Pull every line containing "ProductSkus" from the listing.

■ ■ ■ ■

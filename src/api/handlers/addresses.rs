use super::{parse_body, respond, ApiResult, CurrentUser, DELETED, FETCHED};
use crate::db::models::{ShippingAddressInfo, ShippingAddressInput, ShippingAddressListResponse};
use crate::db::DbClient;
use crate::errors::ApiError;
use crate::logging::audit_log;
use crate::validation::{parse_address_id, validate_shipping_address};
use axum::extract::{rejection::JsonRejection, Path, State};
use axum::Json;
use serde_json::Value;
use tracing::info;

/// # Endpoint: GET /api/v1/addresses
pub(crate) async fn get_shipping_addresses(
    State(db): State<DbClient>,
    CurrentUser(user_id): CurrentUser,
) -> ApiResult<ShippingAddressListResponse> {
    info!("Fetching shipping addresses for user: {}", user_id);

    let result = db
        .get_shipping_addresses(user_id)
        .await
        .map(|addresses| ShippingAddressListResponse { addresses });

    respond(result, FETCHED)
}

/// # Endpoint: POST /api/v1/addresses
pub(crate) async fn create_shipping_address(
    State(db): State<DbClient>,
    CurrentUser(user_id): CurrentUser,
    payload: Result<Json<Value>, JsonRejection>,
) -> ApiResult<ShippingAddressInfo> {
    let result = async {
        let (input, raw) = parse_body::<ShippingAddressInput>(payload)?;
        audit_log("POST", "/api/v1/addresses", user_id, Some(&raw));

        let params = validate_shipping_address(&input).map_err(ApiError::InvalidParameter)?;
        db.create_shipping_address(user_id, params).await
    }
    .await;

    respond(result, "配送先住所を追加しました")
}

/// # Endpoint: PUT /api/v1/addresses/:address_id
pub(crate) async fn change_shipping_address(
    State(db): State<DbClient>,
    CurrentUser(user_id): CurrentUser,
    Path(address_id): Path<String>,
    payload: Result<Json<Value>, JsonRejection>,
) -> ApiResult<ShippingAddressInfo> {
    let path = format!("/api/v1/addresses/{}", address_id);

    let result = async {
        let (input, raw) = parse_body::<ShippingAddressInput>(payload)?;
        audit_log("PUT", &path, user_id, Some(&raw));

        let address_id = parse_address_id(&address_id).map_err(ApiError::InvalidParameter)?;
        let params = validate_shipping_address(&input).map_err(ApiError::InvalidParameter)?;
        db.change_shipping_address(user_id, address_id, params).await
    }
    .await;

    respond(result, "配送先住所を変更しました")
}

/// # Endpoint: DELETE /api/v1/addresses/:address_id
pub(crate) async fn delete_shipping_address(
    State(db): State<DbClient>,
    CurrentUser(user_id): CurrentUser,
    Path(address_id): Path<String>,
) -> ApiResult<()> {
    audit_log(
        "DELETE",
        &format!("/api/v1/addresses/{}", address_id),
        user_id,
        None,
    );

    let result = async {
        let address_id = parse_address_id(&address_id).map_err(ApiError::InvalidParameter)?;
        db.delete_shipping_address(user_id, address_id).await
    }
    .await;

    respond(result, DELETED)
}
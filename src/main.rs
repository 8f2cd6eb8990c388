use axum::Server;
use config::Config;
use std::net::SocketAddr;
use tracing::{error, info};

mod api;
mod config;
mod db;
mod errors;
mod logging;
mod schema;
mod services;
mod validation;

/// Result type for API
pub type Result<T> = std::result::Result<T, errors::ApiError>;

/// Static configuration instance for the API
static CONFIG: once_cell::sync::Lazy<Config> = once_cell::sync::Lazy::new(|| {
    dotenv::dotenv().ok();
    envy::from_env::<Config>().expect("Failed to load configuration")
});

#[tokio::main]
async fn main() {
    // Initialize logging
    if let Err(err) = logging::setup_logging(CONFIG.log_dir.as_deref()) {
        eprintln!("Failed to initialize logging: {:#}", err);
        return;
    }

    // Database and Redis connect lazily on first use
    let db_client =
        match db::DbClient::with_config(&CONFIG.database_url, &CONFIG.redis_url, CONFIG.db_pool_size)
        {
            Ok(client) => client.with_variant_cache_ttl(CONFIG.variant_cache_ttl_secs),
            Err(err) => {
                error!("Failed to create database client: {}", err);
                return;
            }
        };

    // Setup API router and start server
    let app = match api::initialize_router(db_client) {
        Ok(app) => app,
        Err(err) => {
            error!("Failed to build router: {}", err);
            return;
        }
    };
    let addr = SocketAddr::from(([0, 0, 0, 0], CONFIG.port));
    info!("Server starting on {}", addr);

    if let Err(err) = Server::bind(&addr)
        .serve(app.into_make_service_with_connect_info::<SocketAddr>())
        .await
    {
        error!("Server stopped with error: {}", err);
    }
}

■ ■ ■ ■

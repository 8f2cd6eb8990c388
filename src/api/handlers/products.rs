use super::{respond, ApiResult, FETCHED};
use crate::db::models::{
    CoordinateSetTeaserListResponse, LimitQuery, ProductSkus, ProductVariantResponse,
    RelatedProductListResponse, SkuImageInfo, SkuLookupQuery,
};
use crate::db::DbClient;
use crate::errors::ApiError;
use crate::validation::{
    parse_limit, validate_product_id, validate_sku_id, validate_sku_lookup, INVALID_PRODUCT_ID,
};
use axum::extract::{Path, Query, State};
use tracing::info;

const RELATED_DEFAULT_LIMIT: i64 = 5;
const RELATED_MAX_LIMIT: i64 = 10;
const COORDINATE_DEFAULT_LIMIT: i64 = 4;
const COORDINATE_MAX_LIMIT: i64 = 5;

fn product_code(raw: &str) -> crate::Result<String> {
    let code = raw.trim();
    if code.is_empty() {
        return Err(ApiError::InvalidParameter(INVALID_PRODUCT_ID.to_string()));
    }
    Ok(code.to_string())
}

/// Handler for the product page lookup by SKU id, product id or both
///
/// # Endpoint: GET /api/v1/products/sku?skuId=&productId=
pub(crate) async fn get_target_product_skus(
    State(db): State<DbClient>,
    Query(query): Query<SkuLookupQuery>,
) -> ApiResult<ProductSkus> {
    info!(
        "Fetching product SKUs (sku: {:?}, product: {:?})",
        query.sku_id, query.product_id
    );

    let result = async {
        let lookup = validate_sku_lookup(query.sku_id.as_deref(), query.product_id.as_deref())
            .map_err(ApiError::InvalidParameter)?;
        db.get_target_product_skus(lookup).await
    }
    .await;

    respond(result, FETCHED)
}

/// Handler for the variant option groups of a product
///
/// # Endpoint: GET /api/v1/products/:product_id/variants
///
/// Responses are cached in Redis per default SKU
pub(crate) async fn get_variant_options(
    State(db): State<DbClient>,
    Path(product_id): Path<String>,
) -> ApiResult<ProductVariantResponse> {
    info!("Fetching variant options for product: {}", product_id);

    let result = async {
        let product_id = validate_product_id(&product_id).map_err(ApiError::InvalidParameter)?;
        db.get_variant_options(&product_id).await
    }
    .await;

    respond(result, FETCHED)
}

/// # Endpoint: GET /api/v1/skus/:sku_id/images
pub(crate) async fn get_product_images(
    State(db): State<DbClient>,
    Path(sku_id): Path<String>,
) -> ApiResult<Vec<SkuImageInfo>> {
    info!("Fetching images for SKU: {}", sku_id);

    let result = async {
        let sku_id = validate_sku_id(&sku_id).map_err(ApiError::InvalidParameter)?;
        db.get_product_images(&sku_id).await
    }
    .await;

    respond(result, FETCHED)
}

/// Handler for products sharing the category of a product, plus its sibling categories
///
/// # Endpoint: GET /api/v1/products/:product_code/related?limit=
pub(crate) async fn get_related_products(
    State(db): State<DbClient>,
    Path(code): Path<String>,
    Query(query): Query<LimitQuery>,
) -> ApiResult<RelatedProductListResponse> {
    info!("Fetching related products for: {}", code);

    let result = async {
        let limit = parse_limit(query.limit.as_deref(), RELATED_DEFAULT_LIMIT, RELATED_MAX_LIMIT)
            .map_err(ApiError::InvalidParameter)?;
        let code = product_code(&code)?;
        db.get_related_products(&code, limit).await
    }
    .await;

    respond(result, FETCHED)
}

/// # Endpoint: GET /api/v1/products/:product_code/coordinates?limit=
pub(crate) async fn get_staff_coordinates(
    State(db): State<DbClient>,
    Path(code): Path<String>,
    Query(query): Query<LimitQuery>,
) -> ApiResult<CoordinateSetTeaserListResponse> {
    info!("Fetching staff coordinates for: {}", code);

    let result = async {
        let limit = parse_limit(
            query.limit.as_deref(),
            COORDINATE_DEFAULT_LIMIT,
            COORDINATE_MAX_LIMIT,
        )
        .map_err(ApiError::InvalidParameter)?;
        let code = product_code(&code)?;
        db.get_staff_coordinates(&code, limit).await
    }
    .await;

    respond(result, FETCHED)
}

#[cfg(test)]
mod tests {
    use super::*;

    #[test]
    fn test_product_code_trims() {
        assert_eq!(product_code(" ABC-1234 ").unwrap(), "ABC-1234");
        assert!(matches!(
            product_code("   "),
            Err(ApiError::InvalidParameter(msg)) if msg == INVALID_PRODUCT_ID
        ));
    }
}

■ ■ ■ ■

■ **Task solution**
    CoordinateSetTeaserListResponse, LimitQuery, ProductSkus, ProductVariantResponse,
) -> ApiResult<ProductSkus> {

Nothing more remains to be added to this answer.